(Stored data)
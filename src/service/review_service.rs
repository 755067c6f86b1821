use crate::error::{Result, ReviewError};
use crate::storage::local_store::KeyValueStore;
use crate::storage::review::{Review, StickyColor, UserId};
use chrono::{DateTime, Local};
use tracing::{debug, info, warn};

/// Slot holding the whole collection as a JSON array, newest first.
pub const STORE_KEY: &str = "aiReviews";

/// Result of a like toggle, enough to refresh one counter in place.
#[derive(Debug, Clone, Copy, PartialEq, Eq)]
pub struct LikeOutcome {
    pub liked: bool,
    pub likes: u32,
}

pub struct ReviewService<S: KeyValueStore> {
    store: S,
}

impl<S: KeyValueStore> ReviewService<S> {
    pub fn new(store: S) -> Self {
        ReviewService { store }
    }

    /// Read the whole collection. Never fails: a missing, unreadable or
    /// malformed slot yields an empty list.
    pub fn load_all(&self) -> Vec<Review> {
        let raw = match self.store.get_item(STORE_KEY) {
            Ok(Some(raw)) => raw,
            Ok(None) => return Vec::new(),
            Err(e) => {
                warn!(error = %e, "could not read review store, treating as empty");
                return Vec::new();
            }
        };

        match serde_json::from_str::<Vec<Review>>(&raw) {
            Ok(reviews) => reviews,
            Err(e) => {
                warn!(error = %e, "stored reviews are malformed, treating as empty");
                Vec::new()
            }
        }
    }

    /// Overwrite the slot with `reviews`. No merging with what was there.
    pub fn save_all(&self, reviews: &[Review]) -> Result<()> {
        let json = serde_json::to_string(reviews)?;
        self.store.set_item(STORE_KEY, &json)?;
        debug!(count = reviews.len(), "reviews saved");
        Ok(())
    }

    /// Validate and persist a new review at the head of the collection.
    pub fn submit(
        &self,
        title: &str,
        content: &str,
        color: Option<StickyColor>,
        now: &DateTime<Local>,
    ) -> Result<Review> {
        let title = title.trim();
        let content = content.trim();
        if title.is_empty() || content.is_empty() {
            return Err(ReviewError::Validation(
                "Please enter both a title and content.".to_string(),
            ));
        }

        let mut reviews = self.load_all();
        let id = next_id(&reviews, now);
        let review = Review::new(
            id,
            title.to_string(),
            content.to_string(),
            color.unwrap_or_default(),
            now,
        );

        reviews.insert(0, review.clone());
        self.save_all(&reviews)?;

        info!(id = %review.id, title = %review.title, "review posted");
        Ok(review)
    }

    /// Flip `user`'s like on review `id`. `Ok(None)` when the review no longer exists.
    pub fn toggle_like(&self, id: &str, user: &UserId) -> Result<Option<LikeOutcome>> {
        let mut reviews = self.load_all();
        let Some(review) = reviews.iter_mut().find(|r| r.id == id) else {
            debug!(id, "like toggled on a review that is gone, ignoring");
            return Ok(None);
        };

        let liked = review.toggle_like(user);
        let outcome = LikeOutcome {
            liked,
            likes: review.likes,
        };
        self.save_all(&reviews)?;

        debug!(id, user = %user, liked, likes = outcome.likes, "like toggled");
        Ok(Some(outcome))
    }

    /// Reviews `user` has liked, newest first.
    pub fn liked_by(&self, user: &UserId) -> Vec<Review> {
        self.load_all()
            .into_iter()
            .filter(|review| review.is_liked_by(user))
            .collect()
    }
}

/// Millisecond timestamp, bumped past any id already in use.
fn next_id(reviews: &[Review], now: &DateTime<Local>) -> String {
    let mut candidate = now.timestamp_millis();
    while reviews.iter().any(|r| r.id == candidate.to_string()) {
        candidate += 1;
    }
    candidate.to_string()
}
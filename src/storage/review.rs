use chrono::{DateTime, Datelike, Local, Timelike};
use serde::{Deserialize, Serialize};
use std::fmt;

#[derive(Debug, Clone, PartialEq, Eq, Serialize, Deserialize)]
#[serde(rename_all = "camelCase")]
pub struct Review {
    pub id: String,
    pub title: String,
    pub content: String,
    pub date_time: String,
    pub color: String,
    #[serde(default)]
    pub likes: u32,
    #[serde(default)]
    pub liked_by: Vec<String>, // ephemeral user IDs, no duplicates
}

impl Review {
    /// Build a fresh, unliked review. Title and content are expected to be trimmed already.
    pub fn new(id: String, title: String, content: String, color: StickyColor, now: &DateTime<Local>) -> Self {
        Review {
            id,
            title,
            content,
            date_time: format_date_time(now),
            color: color.hex().to_string(),
            likes: 0,
            liked_by: Vec::new(),
        }
    }

    pub fn is_liked_by(&self, user: &UserId) -> bool {
        self.liked_by.iter().any(|id| id == user.as_str())
    }

    /// Flip `user` in the liker set and return whether the review is now liked.
    ///
    /// The counter is recomputed from the set afterwards, so `likes == liked_by.len()`
    /// holds after every toggle even if the stored count had drifted.
    pub fn toggle_like(&mut self, user: &UserId) -> bool {
        let liked = if self.is_liked_by(user) {
            self.liked_by.retain(|id| id != user.as_str());
            false
        } else {
            self.liked_by.push(user.as_str().to_string());
            true
        };
        self.likes = self.liked_by.len() as u32;
        liked
    }
}

/// Creation timestamp as the `ja-JP` locale shows it: `2025/3/7 09:05`.
pub fn format_date_time(now: &DateTime<Local>) -> String {
    format!(
        "{}/{}/{} {:02}:{:02}",
        now.year(),
        now.month(),
        now.day(),
        now.hour(),
        now.minute()
    )
}

/// Fixed sticky-note palette offered by the composer.
#[derive(Debug, Clone, Copy, PartialEq, Eq, Default)]
pub enum StickyColor {
    #[default]
    LightGreen,
    Yellow,
    Pink,
    Blue,
    Orange,
    Purple,
}

impl StickyColor {
    pub const ALL: [StickyColor; 6] = [
        StickyColor::LightGreen,
        StickyColor::Yellow,
        StickyColor::Pink,
        StickyColor::Blue,
        StickyColor::Orange,
        StickyColor::Purple,
    ];

    pub fn hex(self) -> &'static str {
        match self {
            StickyColor::LightGreen => "#A8DDA8",
            StickyColor::Yellow => "#FFF3A8",
            StickyColor::Pink => "#FFC6D9",
            StickyColor::Blue => "#A8D8F0",
            StickyColor::Orange => "#FFD8A8",
            StickyColor::Purple => "#D9C6F0",
        }
    }

    pub fn label(self) -> &'static str {
        match self {
            StickyColor::LightGreen => "light green",
            StickyColor::Yellow => "yellow",
            StickyColor::Pink => "pink",
            StickyColor::Blue => "blue",
            StickyColor::Orange => "orange",
            StickyColor::Purple => "purple",
        }
    }

    pub fn next(self) -> Self {
        let i = Self::ALL.iter().position(|c| *c == self).unwrap_or(0);
        Self::ALL[(i + 1) % Self::ALL.len()]
    }

    pub fn prev(self) -> Self {
        let i = Self::ALL.iter().position(|c| *c == self).unwrap_or(0);
        Self::ALL[(i + Self::ALL.len() - 1) % Self::ALL.len()]
    }
}

/// Parse a `#RRGGBB` string into its channels.
pub fn parse_hex_rgb(hex: &str) -> Option<(u8, u8, u8)> {
    let digits = hex.trim().strip_prefix('#')?;
    if digits.len() != 6 || !digits.is_ascii() {
        return None;
    }
    let r = u8::from_str_radix(&digits[0..2], 16).ok()?;
    let g = u8::from_str_radix(&digits[2..4], 16).ok()?;
    let b = u8::from_str_radix(&digits[4..6], 16).ok()?;
    Some((r, g, b))
}

/// Liking-session token. A new one is minted for every session and never persisted.
#[derive(Debug, Clone, PartialEq, Eq, Hash)]
pub struct UserId(String);

impl UserId {
    const ALPHABET: &'static [u8] = b"0123456789abcdefghijklmnopqrstuvwxyz";

    /// `user_` followed by seven random base-36 characters.
    pub fn ephemeral() -> Self {
        let suffix: String = (0..7)
            .map(|_| Self::ALPHABET[rand::random_range(0..Self::ALPHABET.len())] as char)
            .collect();
        UserId(format!("user_{}", suffix))
    }

    #[cfg(test)]
    pub fn new(id: impl Into<String>) -> Self {
        UserId(id.into())
    }

    pub fn as_str(&self) -> &str {
        &self.0
    }
}

impl fmt::Display for UserId {
    fn fmt(&self, f: &mut fmt::Formatter<'_>) -> fmt::Result {
        f.write_str(&self.0)
    }
}
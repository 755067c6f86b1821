use std::env;
use std::path::PathBuf;
use tracing::debug;

/// Runtime settings, all taken from the environment.
#[derive(Debug, Clone)]
pub struct Config {
    pub data_dir: PathBuf,
    pub export_dir: PathBuf,
    pub log_filter: String,
    /// Variables that were unset and fell back to their defaults.
    pub defaulted: Vec<&'static str>,
}

impl Config {
    pub fn load() -> Self {
        Self::from_vars(|key| env::var(key).ok())
    }

    fn from_vars(var: impl Fn(&str) -> Option<String>) -> Self {
        let mut defaulted = Vec::new();
        let mut lookup = |key: &'static str| {
            let value = var(key);
            if value.is_none() {
                defaulted.push(key);
            }
            value
        };

        let data_dir = lookup("STICKYBOARD_HOME")
            .map(PathBuf::from)
            .unwrap_or_else(|| default_data_dir(&var));
        let export_dir = lookup("STICKYBOARD_EXPORT_DIR")
            .map(PathBuf::from)
            .unwrap_or_else(|| PathBuf::from("."));
        let log_filter = lookup("STICKYBOARD_LOG").unwrap_or_else(|| "info".to_string());

        Config {
            data_dir,
            export_dir,
            log_filter,
            defaulted,
        }
    }

    /// Record which settings came from defaults. Call once logging is up.
    pub fn log_defaults(&self) {
        for key in &self.defaulted {
            debug!(key, "environment variable not set, using default");
        }
    }

    /// The file standing in for the browser's local storage.
    pub fn store_path(&self) -> PathBuf {
        self.data_dir.join("local_storage.json")
    }

    pub fn log_path(&self) -> PathBuf {
        self.data_dir.join("stickyboard.log")
    }
}

fn default_data_dir(var: &impl Fn(&str) -> Option<String>) -> PathBuf {
    let home = var("HOME")
        .or_else(|| var("USERPROFILE"))
        .unwrap_or_else(|| ".".to_string());
    PathBuf::from(home).join(".stickyboard")
}
use thiserror::Error;

/// Errors raised by the review store and service.
#[derive(Error, Debug)]
pub enum ReviewError {
    /// Missing or blank required input; shown to the user, nothing is written.
    #[error("{0}")]
    Validation(String),

    #[error("storage I/O failed: {0}")]
    Io(#[from] std::io::Error),

    #[error("storage encoding failed: {0}")]
    Encoding(#[from] serde_json::Error),
}

pub type Result<T> = std::result::Result<T, ReviewError>;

● **PROMPT**: Please report all lines in the entries where "Blue" appears.

● **ANSWER BELOW**:
    Blue,
        StickyColor::Blue,
            StickyColor::Blue => "#A8D8F0",
            StickyColor::Blue => "blue",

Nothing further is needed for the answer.